Baldwin Village is on Baldwin Street, from McCaul Street to Beverley Street.
Baldwin Village hosts Pedestrian Sundays in the summer in association with the Kensington Market neighbourhood.
Baldwin Street was laid out and named after William Warren Baldwin, who owned much of the area, in the early nineteenth century.
William Warren Baldwin (April 25, 1775 – January 8, 1844) was a doctor, businessman, lawyer, judge, architect and reform politician in Upper Canada. He, and his son Robert Baldwin, are recognized for having introduced the concept of “responsible government“, the principle of cabinet rule on which Canadian democracy is based.
The Baldwin Village neighbourhood developed in the early 20th century as an offshoot of the Kensington Market Jewish community, and the strip became home to a number of Jewish stores and restaurants.

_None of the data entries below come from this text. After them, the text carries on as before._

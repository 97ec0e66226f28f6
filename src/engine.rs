//! Alert state machine — owns the lifecycle of one escalation episode.
//!
//! States: created -> step_active(N) -> acknowledged | exhausted.
//! Terminal states accept no further transitions; repeated acknowledgments
//! succeed idempotently. Transitions are serialized per alert through the
//! optimistic version column on the persisted row, so a timer firing and an
//! acknowledgment racing each other resolve to exactly one outcome.

use std::sync::Arc;

use chrono::NaiveDateTime;
use rusqlite::Connection;
use thiserror::Error;
use uuid::Uuid;

use crate::db::repository::{
    acknowledge_alert, arm_timer, cancel_timer, cancel_timer_for_step,
    find_active_alert_by_result, get_alert, insert_alert, insert_attempt, transition_alert,
};
use crate::db::DatabaseError;
use crate::dispatch::{AlertNotice, NotificationDispatcher};
use crate::models::enums::AlertState;
use crate::models::{Alert, CriticalityVerdict, EscalationAttempt, EscalationTimer};
use crate::policy::EscalationPolicy;

#[derive(Error, Debug)]
pub enum EngineError {
    #[error("Result {result_id} is not critical; no alert created")]
    NotCritical { result_id: String },

    #[error("Alert not found: {alert_id}")]
    AlertNotFound { alert_id: Uuid },

    #[error("Database error: {0}")]
    Database(DatabaseError),
}

impl From<DatabaseError> for EngineError {
    fn from(err: DatabaseError) -> Self {
        EngineError::Database(err)
    }
}

/// What a timer firing did once the current state was re-read.
#[derive(Debug, Clone, Copy, PartialEq, Eq)]
pub enum AdvanceOutcome {
    /// Escalated to the given step.
    Advanced(u32),
    /// The chain ran out; the alert is now exhausted.
    Exhausted,
    /// The alert had already moved on (acknowledged or re-advanced); the
    /// firing was stale and nothing happened.
    Stale,
}

/// Drives alert transitions against the persisted store.
///
/// Stateless apart from configuration: each operation opens with a fresh
/// read of the alert row, so concurrent callers on separate connections
/// stay consistent through the version guard.
pub struct AlertEngine {
    policy: EscalationPolicy,
    dispatcher: Arc<NotificationDispatcher>,
}

impl AlertEngine {
    pub fn new(policy: EscalationPolicy, dispatcher: Arc<NotificationDispatcher>) -> Self {
        Self { policy, dispatcher }
    }

    pub fn policy(&self) -> &EscalationPolicy {
        &self.policy
    }

    /// Open an escalation episode for a critical result.
    ///
    /// Idempotent per result: while an alert for `result_id` is active, the
    /// existing alert id is returned and nothing is re-dispatched. Otherwise
    /// the alert enters `step_active(0)` immediately: step 0 is dispatched
    /// and its timer armed before this returns.
    pub fn create_alert(
        &self,
        conn: &Connection,
        result_id: &str,
        verdict: &CriticalityVerdict,
    ) -> Result<Uuid, EngineError> {
        if !verdict.is_critical {
            return Err(EngineError::NotCritical { result_id: result_id.to_string() });
        }

        if let Some(existing) = find_active_alert_by_result(conn, result_id)? {
            tracing::info!(
                alert_id = %existing.id,
                result_id,
                "Active alert already exists for result; returning it"
            );
            return Ok(existing.id);
        }

        let now = chrono::Utc::now().naive_utc();
        let alert = Alert {
            id: Uuid::new_v4(),
            result_id: result_id.to_string(),
            state: AlertState::Created,
            severity: verdict.severity,
            reason: verdict.reason.clone(),
            step_index: 0,
            version: 1,
            created_at: now,
            last_transition_at: now,
            acknowledged_by: None,
            acknowledged_at: None,
        };

        if let Err(err) = insert_alert(conn, &alert) {
            // Lost a creation race: the partial unique index rejected the
            // second row. Surface the winner instead.
            if let Some(existing) = find_active_alert_by_result(conn, result_id)? {
                tracing::debug!(
                    alert_id = %existing.id,
                    result_id,
                    "Concurrent alert creation; returning winner"
                );
                return Ok(existing.id);
            }
            return Err(err.into());
        }

        tracing::info!(
            alert_id = %alert.id,
            result_id,
            severity = alert.severity.as_str(),
            "Critical alert created"
        );

        self.enter_step(conn, &alert, 0, &now)?;
        Ok(alert.id)
    }

    /// Record a recipient's acknowledgment and stop escalation.
    ///
    /// Idempotent on terminal alerts: re-acknowledging succeeds without
    /// error and without any new notification. Unknown ids are a distinct
    /// `AlertNotFound`, never conflated with "already resolved".
    pub fn acknowledge(
        &self,
        conn: &Connection,
        alert_id: &Uuid,
        acknowledged_by: &str,
        acknowledged_at: &NaiveDateTime,
    ) -> Result<Alert, EngineError> {
        let mut alert = self.fetch(conn, alert_id)?;

        // A timer may advance the step while we hold an older version;
        // acknowledgment still wins, so re-read and try again.
        loop {
            if alert.is_terminal() {
                tracing::debug!(
                    alert_id = %alert.id,
                    state = alert.state.as_str(),
                    "Acknowledgment on terminal alert; idempotent no-op"
                );
                return Ok(alert);
            }

            match acknowledge_alert(conn, alert_id, alert.version, acknowledged_by, acknowledged_at)
            {
                Ok(()) => break,
                Err(DatabaseError::StaleVersion { .. }) => {
                    alert = self.fetch(conn, alert_id)?;
                }
                Err(err) => return Err(err.into()),
            }
        }

        // Best-effort: a late firing is harmless either way because of the
        // expected-step re-check in advance_on_timeout.
        cancel_timer(conn, alert_id)?;

        tracing::info!(alert_id = %alert_id, acknowledged_by, "Alert acknowledged");
        self.fetch(conn, alert_id)
    }

    /// Timer-driven escalation. Called only by the scheduler.
    ///
    /// Re-reads current state and acts only when the alert is still in
    /// `step_active(expected_step)`; any other state means an acknowledgment
    /// or another firing got there first and this call is a safe no-op.
    pub fn advance_on_timeout(
        &self,
        conn: &Connection,
        alert_id: &Uuid,
        expected_step: u32,
    ) -> Result<AdvanceOutcome, EngineError> {
        let alert = self.fetch(conn, alert_id)?;

        if alert.state != AlertState::StepActive || alert.step_index != expected_step {
            tracing::debug!(
                alert_id = %alert_id,
                expected_step,
                state = alert.state.as_str(),
                current_step = alert.step_index,
                "Stale timer firing ignored"
            );
            cancel_timer_for_step(conn, alert_id, expected_step)?;
            return Ok(AdvanceOutcome::Stale);
        }

        let now = chrono::Utc::now().naive_utc();
        let next_step = expected_step + 1;

        if self.policy.step(next_step).is_none() {
            match transition_alert(conn, alert_id, alert.version, AlertState::Exhausted,
                expected_step, &now)
            {
                Ok(()) => {}
                Err(DatabaseError::StaleVersion { .. }) => {
                    cancel_timer_for_step(conn, alert_id, expected_step)?;
                    return Ok(AdvanceOutcome::Stale);
                }
                Err(err) => return Err(err.into()),
            }
            cancel_timer(conn, alert_id)?;
            tracing::warn!(
                alert_id = %alert_id,
                steps = self.policy.step_count(),
                "Escalation chain exhausted with no acknowledgment"
            );
            return Ok(AdvanceOutcome::Exhausted);
        }

        match self.enter_step(conn, &alert, next_step, &now) {
            Ok(()) => Ok(AdvanceOutcome::Advanced(next_step)),
            Err(EngineError::Database(DatabaseError::StaleVersion { .. })) => {
                cancel_timer_for_step(conn, alert_id, expected_step)?;
                Ok(AdvanceOutcome::Stale)
            }
            Err(err) => Err(err),
        }
    }

    /// Full alert lookup for the query surface.
    pub fn get(&self, conn: &Connection, alert_id: &Uuid) -> Result<Alert, EngineError> {
        self.fetch(conn, alert_id)
    }

    /// Commit the transition into `step_index`, dispatch its notifications,
    /// and arm the step's timer.
    fn enter_step(
        &self,
        conn: &Connection,
        alert: &Alert,
        step_index: u32,
        now: &NaiveDateTime,
    ) -> Result<(), EngineError> {
        transition_alert(conn, &alert.id, alert.version, AlertState::StepActive, step_index, now)?;

        // Dispatch after the transition commits. Delivery failure never
        // blocks the state machine; outcomes land in the audit history.
        let step = self
            .policy
            .step(step_index)
            .expect("enter_step called with a configured step");

        let notice = AlertNotice {
            alert_id: alert.id,
            result_id: alert.result_id.clone(),
            step_index,
            recipient_tier: step.recipient_tier,
            severity: alert.severity,
            message: alert.reason.clone(),
        };

        let outcomes = self.dispatcher.dispatch(&notice, step);
        for outcome in &outcomes {
            insert_attempt(
                conn,
                &EscalationAttempt {
                    id: Uuid::new_v4(),
                    alert_id: alert.id,
                    step_index,
                    recipient_tier: step.recipient_tier,
                    channel: outcome.channel,
                    dispatched_at: *now,
                    outcome: outcome.status,
                    detail: outcome.detail.clone(),
                },
            )?;
        }

        let window = self
            .policy
            .ack_window(step_index)
            .expect("configured step has an ack window");
        arm_timer(
            conn,
            &EscalationTimer {
                alert_id: alert.id,
                expected_step: step_index,
                fire_at: *now + window,
                created_at: *now,
            },
        )?;

        tracing::info!(
            alert_id = %alert.id,
            step = step_index,
            tier = step.recipient_tier.as_str(),
            fire_at = %(*now + window),
            "Escalation step active"
        );
        Ok(())
    }

    fn fetch(&self, conn: &Connection, alert_id: &Uuid) -> Result<Alert, EngineError> {
        match get_alert(conn, alert_id) {
            Ok(alert) => Ok(alert),
            Err(DatabaseError::NotFound { .. }) => {
                Err(EngineError::AlertNotFound { alert_id: *alert_id })
            }
            Err(err) => Err(err.into()),
        }
    }
}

As the Jewish community moved north from downtown, the area’s proximity to Chinatown led it to be populated by Chinese-Canadians. Mandel’s Creamery at 29 Baldwin Street, the last remnant of the block’s Jewish heritage, closed in 1995 after 90 years of operation, though the Yiddish lettering on its window has been preserved by the cafe that took over the location.
Also close to the University of Toronto and surrounded by the area known as the “Student Ghetto,” Baldwin Village also became a centre for the 1960s youth movements. Most notably it was a central location for American draft dodgers from the Vietnam War. The draft dodgers converted a number of homes to shops catering to the new community. In 1978 the first cafe on the block opened, and since then the area has become one of the best known restaurant districts in Toronto.